Numa conjuntura de elevação dos preços de alguns itens, e com a continuidade da geração de empregos e do crescimento da massa salarial (6,7% em 2012), que permite que os trabalhadores, especialmente os localizados na base da pirâmide salarial, possam continuar consumindo, é normal que haja uma pressão nos preços.
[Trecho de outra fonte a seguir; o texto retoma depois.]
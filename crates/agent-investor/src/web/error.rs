//! HTTP error responses

use axum::Json;
use axum::http::StatusCode;
use axum::response::{IntoResponse, Response};
use serde_json::json;
use thiserror::Error;

/// Errors returned by the chat UI routes
#[derive(Debug, Error)]
pub enum AppError {
    #[error("Validation error: {0}")]
    Validation(String),
    #[error("Not found")]
    NotFound,
    #[error("Internal error: {0}")]
    Internal(String),
}

impl IntoResponse for AppError {
    fn into_response(self) -> Response {
        let (status, message) = match self {
            AppError::Validation(msg) => (StatusCode::BAD_REQUEST, msg),
            AppError::NotFound => (StatusCode::NOT_FOUND, "Not found".to_string()),
            AppError::Internal(_) => (
                StatusCode::INTERNAL_SERVER_ERROR,
                "Internal server error".to_string(),
            ),
        };
        (status, Json(json!({ "error": message }))).into_response()
    }
}

impl From<agent_core::Error> for AppError {
    fn from(err: agent_core::Error) -> Self {
        AppError::Internal(err.to_string())
    }
}
//! CLI presenter for log output

use colored::*;

use crate::application::ports::Reporter;

/// Presenter for log lines on stderr
#[derive(Debug, Clone, Default)]
pub struct Presenter {
    debug: bool,
}

impl Presenter {
    /// Create a new presenter; `debug` enables `[debug]` lines
    pub fn new(debug: bool) -> Self {
        Self { debug }
    }

    /// Format a debug line, or None when debug output is off
    pub fn format_debug(&self, message: &str) -> Option<String> {
        self.debug
            .then(|| format!("{} {}", "[debug]".dimmed(), message))
    }

    /// Print a normal-level line to stderr
    pub fn info(&self, message: &str) {
        eprintln!("{}", message);
    }

    /// Print a debug line to stderr if enabled
    pub fn debug(&self, message: &str) {
        if let Some(line) = self.format_debug(message) {
            eprintln!("{}", line);
        }
    }

    /// Print warning message to stderr
    pub fn warn(&self, message: &str) {
        eprintln!("{} {}", "⚠".yellow(), message);
    }

    /// Print error message to stderr
    pub fn error(&self, message: &str) {
        eprintln!("{} {}", "✗".red(), message);
    }
}

impl Reporter for Presenter {
    fn info(&self, message: &str) {
        Presenter::info(self, message);
    }

    fn debug(&self, message: &str) {
        Presenter::debug(self, message);
    }
}

#[cfg(test)]
mod tests {
    use super::*;

    #[test]
    fn debug_lines_hidden_by_default() {
        let presenter = Presenter::default();
        assert!(presenter.format_debug("hello").is_none());
    }

    #[test]
    fn debug_lines_carry_prefix() {
        let presenter = Presenter::new(true);
        let line = presenter.format_debug("clipboard selection empty; waiting").unwrap();
        assert!(line.contains("[debug]"));
        assert!(line.ends_with(" clipboard selection empty; waiting"));
    }
}
//! Interval value object

use std::fmt;
use std::str::FromStr;
use std::time::Duration as StdDuration;

use crate::domain::error::IntervalParseError;

/// Default poll / queue-wait interval (300 milliseconds)
pub const DEFAULT_INTERVAL_MS: u64 = 300;

/// Value object representing the mirror loop's wait period.
/// Always positive; validated on creation.
#[derive(Debug, Clone, Copy, PartialEq, Eq, PartialOrd, Ord)]
pub struct Interval {
    milliseconds: u64,
}

impl Interval {
    /// Create an Interval from milliseconds, rejecting zero
    pub const fn from_millis(ms: u64) -> Option<Self> {
        if ms == 0 {
            None
        } else {
            Some(Self { milliseconds: ms })
        }
    }

    /// Default interval (300ms)
    pub const fn default_interval() -> Self {
        Self {
            milliseconds: DEFAULT_INTERVAL_MS,
        }
    }

    /// Get interval in milliseconds
    pub const fn as_millis(&self) -> u64 {
        self.milliseconds
    }

    /// Convert to std::time::Duration
    pub const fn as_std(&self) -> StdDuration {
        StdDuration::from_millis(self.milliseconds)
    }

    /// Multiply the interval, used for shutdown join bounds
    pub const fn times(&self, factor: u32) -> StdDuration {
        StdDuration::from_millis(self.milliseconds.saturating_mul(factor as u64))
    }
}

impl FromStr for Interval {
    type Err = IntervalParseError;

    /// Parse an interval string.
    /// Supported formats: "300ms", "0.5s", "2s", "1m", and bare seconds like "0.3"
    fn from_str(s: &str) -> Result<Self, Self::Err> {
        let err = || IntervalParseError { input: s.to_string() };
        let input = s.trim().to_lowercase();

        let (number, scale_ms) = if let Some(n) = input.strip_suffix("ms") {
            (n, 1.0)
        } else if let Some(n) = input.strip_suffix('s') {
            (n, 1000.0)
        } else if let Some(n) = input.strip_suffix('m') {
            (n, 60_000.0)
        } else {
            (input.as_str(), 1000.0)
        };

        let value: f64 = number.trim().parse().map_err(|_| err())?;
        if !value.is_finite() || value <= 0.0 {
            return Err(err());
        }

        let total_ms = (value * scale_ms).round();
        if total_ms < 1.0 || total_ms > u64::MAX as f64 {
            return Err(err());
        }

        Ok(Self {
            milliseconds: total_ms as u64,
        })
    }
}

impl fmt::Display for Interval {
    fn fmt(&self, f: &mut fmt::Formatter<'_>) -> fmt::Result {
        if self.milliseconds % 1000 == 0 {
            write!(f, "{}s", self.milliseconds / 1000)
        } else {
            write!(f, "{}ms", self.milliseconds)
        }
    }
}

impl Default for Interval {
    fn default() -> Self {
        Self::default_interval()
    }
}
//! Selection change notification infrastructure module

mod clipnotify;

pub use clipnotify::{ClipnotifyWatcher, SHUTDOWN_TIMEOUT, TERMINATE_GRACE};
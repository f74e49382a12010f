//! Domain error types

use thiserror::Error;

/// Error when parsing an interval string
#[derive(Debug, Clone, Error)]
#[error("Invalid interval: \"{input}\". Expected a positive duration such as 300ms, 0.5s, 2s, 1m or 0.3 (seconds)")]
pub struct IntervalParseError {
    pub input: String,
}

/// Error when an unknown selection name is provided
#[derive(Debug, Clone, Error)]
#[error("Invalid selection: \"{input}\". Valid selections are: clipboard, primary, secondary")]
pub struct InvalidSelectionError {
    pub input: String,
}

/// Error when an unknown sync mode is provided
#[derive(Debug, Clone, Error)]
#[error("Invalid mode: \"{input}\". Valid modes are: events, poll")]
pub struct InvalidSyncModeError {
    pub input: String,
}

/// Error when configuration fails
#[derive(Debug, Clone, Error)]
pub enum ConfigError {
    #[error("Failed to read config file: {0}")]
    ReadError(String),

    #[error("Failed to parse config file: {0}")]
    ParseError(String),

    #[error("Invalid config value for '{key}': {message}")]
    ValidationError { key: String, message: String },
}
É relevante observar que, mesmo com a redução dos juros a patamares historicamente baixos em 2012, a inflação permaneceu em nível inferior ao ano anterior.

Apesar da grande preocupação que o governo vem demonstrando com o problema inflacionário (correta e necessária) dificilmente o combate à elevação dos preços será centrado num só vetor, especialmente no aumento dos juros. Podem ser usadas, por exemplo, a ampliação das renúncias fiscais decorrentes de desonerações da folha de salários e o governo já anunciou a desoneração de impostos dos produtos que compõem a cesta básica. Ademais, os preços dos alimentos já deram uma aliviada em fevereiro, como mostram os dados da cesta básica calculada pelo DIEESE. Outros fatores importantes é que, em fevereiro, teremos o impacto “cheio” da redução dos preços nas contas de luz em todo o Brasil e a previsão é de safra agrícola recorde neste ano, o que também alivia as pressões inflacionárias. O importante, no debate sobre o aumento da inflação é separar as causas efetivas do fenômeno, do jogo de cena de alguns, que agem como se o país tivesse perdido o controle dos preços, com o inconfessável objetivo de pressionar pela elevação dos juros para melhorar os seus ganhos.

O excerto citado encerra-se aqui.